What lines of the data below hold the string "PathBuf"? Copy each one out.

*LISTED ENTRIES*.
========================================================================

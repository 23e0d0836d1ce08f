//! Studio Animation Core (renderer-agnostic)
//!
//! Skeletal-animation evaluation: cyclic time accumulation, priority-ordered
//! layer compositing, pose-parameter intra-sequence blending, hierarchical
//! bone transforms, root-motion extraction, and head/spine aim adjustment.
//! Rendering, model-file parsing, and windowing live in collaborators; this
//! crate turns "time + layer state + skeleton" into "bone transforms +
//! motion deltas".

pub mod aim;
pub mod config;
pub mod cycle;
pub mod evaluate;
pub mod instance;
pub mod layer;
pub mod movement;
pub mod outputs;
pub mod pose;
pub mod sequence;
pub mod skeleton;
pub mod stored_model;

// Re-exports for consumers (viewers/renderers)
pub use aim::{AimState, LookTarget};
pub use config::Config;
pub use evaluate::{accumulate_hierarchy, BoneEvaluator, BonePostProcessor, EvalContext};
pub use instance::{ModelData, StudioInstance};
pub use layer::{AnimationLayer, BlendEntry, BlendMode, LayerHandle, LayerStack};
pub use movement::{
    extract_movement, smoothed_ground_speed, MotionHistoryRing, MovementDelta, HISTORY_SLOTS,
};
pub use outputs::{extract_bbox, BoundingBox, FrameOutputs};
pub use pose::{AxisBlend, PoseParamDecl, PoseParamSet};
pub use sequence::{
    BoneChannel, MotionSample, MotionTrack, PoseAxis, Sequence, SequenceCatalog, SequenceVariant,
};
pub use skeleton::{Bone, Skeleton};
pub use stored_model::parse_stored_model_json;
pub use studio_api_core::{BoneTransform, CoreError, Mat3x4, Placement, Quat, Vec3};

========================================================================

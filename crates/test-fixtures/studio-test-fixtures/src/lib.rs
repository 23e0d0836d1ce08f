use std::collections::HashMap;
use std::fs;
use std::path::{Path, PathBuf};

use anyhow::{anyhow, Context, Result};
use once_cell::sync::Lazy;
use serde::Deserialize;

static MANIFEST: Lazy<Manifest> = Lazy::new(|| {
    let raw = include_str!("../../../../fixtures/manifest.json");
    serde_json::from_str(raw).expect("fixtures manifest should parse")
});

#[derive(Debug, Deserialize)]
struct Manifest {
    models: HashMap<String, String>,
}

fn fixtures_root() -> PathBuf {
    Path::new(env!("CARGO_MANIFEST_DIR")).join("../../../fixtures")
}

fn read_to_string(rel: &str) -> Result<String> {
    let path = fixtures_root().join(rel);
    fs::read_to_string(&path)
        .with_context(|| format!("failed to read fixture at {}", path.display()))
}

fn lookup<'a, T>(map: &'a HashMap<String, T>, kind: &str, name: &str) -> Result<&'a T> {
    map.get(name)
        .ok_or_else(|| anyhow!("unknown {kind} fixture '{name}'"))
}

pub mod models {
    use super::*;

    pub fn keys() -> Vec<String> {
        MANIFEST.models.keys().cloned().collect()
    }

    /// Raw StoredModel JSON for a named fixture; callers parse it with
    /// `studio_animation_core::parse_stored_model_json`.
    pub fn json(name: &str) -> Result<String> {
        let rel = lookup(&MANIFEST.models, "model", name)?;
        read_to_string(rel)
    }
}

========================================================================

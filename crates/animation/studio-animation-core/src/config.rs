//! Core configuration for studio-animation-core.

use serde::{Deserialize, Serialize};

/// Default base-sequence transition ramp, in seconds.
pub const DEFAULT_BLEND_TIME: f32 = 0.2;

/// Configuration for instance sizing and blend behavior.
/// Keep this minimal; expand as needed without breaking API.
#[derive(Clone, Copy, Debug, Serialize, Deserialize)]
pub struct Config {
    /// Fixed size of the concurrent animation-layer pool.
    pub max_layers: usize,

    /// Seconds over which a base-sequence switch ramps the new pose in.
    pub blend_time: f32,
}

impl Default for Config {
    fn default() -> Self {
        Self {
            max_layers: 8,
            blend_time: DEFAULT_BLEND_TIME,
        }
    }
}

========================================================================

*YOUR RESPONSE*.
use std::path::{Path, PathBuf};
fn fixtures_root() -> PathBuf {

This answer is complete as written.